══ Source data ══

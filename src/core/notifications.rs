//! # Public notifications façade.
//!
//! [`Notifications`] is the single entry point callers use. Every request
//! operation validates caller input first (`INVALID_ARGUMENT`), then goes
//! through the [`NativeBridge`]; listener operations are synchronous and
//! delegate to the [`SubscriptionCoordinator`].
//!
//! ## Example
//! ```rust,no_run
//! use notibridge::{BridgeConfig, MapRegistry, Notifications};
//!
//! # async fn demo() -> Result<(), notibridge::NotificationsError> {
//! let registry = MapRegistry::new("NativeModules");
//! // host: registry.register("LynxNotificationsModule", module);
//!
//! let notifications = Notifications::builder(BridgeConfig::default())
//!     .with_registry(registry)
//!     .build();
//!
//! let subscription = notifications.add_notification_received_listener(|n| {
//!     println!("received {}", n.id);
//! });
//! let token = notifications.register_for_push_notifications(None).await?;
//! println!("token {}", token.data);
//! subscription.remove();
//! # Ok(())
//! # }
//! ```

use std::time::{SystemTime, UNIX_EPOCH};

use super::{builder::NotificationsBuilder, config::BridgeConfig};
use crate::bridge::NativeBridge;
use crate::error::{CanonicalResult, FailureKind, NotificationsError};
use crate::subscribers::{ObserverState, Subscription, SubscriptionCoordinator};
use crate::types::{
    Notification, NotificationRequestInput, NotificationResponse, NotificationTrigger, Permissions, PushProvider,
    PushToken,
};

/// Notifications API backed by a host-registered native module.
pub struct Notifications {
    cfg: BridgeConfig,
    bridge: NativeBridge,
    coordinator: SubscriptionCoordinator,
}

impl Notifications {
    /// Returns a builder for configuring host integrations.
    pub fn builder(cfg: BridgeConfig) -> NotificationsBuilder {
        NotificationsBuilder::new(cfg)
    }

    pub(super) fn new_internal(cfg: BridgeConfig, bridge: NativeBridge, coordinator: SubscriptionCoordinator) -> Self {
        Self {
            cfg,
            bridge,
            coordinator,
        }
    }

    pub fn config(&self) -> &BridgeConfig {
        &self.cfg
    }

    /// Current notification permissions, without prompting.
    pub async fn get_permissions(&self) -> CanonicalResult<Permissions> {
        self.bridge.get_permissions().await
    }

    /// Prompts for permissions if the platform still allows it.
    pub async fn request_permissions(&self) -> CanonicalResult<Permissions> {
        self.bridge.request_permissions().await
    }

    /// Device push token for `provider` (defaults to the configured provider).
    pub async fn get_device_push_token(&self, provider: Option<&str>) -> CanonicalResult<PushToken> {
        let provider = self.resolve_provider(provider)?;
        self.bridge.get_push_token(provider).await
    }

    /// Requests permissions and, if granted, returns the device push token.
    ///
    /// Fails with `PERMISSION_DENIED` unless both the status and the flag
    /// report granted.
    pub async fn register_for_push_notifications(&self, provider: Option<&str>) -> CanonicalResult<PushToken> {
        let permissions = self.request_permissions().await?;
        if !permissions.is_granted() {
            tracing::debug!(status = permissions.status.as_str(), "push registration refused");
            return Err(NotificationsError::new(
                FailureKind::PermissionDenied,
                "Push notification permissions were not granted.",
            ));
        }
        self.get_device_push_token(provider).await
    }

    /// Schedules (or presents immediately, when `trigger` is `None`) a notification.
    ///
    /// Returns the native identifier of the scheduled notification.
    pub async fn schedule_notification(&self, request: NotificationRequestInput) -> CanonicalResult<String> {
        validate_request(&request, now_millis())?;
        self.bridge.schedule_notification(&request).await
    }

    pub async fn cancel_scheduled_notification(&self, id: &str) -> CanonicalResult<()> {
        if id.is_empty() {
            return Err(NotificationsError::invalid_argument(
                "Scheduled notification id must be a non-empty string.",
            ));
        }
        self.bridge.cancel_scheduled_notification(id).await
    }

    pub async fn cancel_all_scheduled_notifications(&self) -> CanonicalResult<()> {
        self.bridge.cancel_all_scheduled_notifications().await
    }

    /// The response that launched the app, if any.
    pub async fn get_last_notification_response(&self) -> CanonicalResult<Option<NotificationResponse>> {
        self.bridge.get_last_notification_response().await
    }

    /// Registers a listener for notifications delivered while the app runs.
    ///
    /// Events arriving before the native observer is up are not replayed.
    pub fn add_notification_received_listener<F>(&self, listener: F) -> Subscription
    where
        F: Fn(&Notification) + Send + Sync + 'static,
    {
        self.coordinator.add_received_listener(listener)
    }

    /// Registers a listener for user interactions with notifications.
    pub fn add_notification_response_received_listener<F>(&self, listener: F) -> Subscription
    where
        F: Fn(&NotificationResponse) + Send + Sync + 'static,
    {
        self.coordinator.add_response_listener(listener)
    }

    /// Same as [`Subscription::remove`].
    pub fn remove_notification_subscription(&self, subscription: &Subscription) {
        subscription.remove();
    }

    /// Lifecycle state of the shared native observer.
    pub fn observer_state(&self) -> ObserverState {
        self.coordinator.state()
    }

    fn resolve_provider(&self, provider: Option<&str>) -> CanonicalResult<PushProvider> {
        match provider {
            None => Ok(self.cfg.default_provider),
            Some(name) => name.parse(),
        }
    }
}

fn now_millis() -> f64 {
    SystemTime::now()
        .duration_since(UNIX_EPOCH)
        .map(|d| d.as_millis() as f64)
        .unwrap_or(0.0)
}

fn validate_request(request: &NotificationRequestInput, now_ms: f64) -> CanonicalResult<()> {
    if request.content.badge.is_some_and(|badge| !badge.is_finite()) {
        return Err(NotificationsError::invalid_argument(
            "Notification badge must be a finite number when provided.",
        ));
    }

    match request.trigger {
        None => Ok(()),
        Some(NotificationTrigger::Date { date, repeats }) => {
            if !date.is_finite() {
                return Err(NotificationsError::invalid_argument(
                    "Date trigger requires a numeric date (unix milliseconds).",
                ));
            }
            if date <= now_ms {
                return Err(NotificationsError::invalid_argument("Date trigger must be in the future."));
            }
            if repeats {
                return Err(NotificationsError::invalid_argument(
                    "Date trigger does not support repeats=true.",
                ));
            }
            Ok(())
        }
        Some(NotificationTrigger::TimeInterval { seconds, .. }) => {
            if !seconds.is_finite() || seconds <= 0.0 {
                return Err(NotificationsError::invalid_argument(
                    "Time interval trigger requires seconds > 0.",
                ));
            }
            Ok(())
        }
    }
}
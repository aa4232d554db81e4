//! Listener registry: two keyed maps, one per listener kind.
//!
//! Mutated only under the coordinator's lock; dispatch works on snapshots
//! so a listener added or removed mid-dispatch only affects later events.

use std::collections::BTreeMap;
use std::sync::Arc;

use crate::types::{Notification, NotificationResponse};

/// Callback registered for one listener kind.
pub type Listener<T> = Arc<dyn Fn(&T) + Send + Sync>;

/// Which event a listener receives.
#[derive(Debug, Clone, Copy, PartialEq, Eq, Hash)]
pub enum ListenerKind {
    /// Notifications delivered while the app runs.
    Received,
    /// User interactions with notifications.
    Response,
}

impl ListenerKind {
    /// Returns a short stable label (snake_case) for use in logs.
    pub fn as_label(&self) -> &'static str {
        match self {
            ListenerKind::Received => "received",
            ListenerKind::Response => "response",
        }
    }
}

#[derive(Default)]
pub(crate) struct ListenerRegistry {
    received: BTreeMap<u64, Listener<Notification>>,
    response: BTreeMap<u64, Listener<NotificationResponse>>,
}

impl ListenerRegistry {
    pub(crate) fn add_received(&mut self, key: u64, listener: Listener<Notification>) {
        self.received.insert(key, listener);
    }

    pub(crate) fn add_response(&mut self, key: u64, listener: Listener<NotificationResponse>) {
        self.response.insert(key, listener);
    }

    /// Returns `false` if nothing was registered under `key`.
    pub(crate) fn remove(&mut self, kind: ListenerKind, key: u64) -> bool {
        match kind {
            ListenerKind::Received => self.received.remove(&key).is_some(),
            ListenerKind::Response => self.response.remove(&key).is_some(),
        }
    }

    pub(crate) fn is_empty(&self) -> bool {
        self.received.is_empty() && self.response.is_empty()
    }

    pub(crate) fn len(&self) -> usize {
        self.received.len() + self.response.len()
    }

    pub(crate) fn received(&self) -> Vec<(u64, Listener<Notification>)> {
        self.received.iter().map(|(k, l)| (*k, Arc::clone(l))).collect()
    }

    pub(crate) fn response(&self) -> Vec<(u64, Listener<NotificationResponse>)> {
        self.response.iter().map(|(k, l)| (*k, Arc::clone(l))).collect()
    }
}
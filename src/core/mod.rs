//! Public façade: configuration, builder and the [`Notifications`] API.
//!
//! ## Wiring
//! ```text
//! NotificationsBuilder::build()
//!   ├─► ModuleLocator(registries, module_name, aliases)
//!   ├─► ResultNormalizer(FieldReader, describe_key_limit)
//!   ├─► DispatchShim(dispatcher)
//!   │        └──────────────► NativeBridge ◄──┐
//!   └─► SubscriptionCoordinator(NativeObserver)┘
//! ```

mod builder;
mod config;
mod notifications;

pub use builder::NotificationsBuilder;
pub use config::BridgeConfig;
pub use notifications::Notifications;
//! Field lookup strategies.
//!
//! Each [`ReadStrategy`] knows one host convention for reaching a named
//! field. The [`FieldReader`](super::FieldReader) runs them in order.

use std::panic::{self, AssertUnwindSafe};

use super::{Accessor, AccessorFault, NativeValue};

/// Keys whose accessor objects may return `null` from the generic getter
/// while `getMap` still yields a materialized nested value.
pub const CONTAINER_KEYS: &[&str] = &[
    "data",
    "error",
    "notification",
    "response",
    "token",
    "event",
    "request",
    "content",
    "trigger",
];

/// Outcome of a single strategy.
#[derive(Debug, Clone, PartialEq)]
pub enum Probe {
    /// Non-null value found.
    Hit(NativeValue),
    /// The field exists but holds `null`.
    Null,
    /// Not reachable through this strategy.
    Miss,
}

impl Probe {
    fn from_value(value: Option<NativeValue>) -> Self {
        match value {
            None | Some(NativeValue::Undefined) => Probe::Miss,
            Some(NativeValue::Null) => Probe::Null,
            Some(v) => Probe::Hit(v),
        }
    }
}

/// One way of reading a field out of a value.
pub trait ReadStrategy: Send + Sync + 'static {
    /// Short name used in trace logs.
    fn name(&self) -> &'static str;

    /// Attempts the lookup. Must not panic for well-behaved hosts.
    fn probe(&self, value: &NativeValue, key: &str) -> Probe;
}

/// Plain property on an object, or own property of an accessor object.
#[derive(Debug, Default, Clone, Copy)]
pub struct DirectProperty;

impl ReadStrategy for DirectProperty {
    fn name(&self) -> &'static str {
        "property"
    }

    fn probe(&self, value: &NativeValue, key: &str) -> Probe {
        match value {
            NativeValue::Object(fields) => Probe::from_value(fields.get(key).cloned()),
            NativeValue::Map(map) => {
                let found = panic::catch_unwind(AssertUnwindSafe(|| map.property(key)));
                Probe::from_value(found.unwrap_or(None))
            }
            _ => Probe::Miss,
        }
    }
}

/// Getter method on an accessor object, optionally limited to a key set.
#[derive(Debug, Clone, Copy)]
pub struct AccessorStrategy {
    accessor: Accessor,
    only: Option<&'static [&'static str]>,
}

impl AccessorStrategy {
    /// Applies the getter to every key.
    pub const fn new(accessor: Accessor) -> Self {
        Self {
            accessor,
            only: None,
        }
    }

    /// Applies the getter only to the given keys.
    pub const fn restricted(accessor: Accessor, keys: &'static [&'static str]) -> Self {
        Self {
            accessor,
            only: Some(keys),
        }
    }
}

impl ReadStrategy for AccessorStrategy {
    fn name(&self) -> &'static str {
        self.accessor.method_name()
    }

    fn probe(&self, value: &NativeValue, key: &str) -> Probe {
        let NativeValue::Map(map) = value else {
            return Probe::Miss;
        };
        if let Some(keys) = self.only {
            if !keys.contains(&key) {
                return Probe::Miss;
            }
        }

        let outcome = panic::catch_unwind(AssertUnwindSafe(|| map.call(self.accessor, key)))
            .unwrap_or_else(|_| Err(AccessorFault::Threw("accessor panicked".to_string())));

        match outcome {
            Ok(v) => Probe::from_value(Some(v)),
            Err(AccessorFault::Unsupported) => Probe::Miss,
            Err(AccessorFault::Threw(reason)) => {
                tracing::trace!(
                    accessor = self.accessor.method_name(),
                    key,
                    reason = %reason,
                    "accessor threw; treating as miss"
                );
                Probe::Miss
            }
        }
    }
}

═══

What to do: Find the string "match" in the records, then copy each line where it occurs.

Task output:
        match provider {
    match request.trigger {
        match self {
        match kind {
        match value {
        match value {
        match outcome {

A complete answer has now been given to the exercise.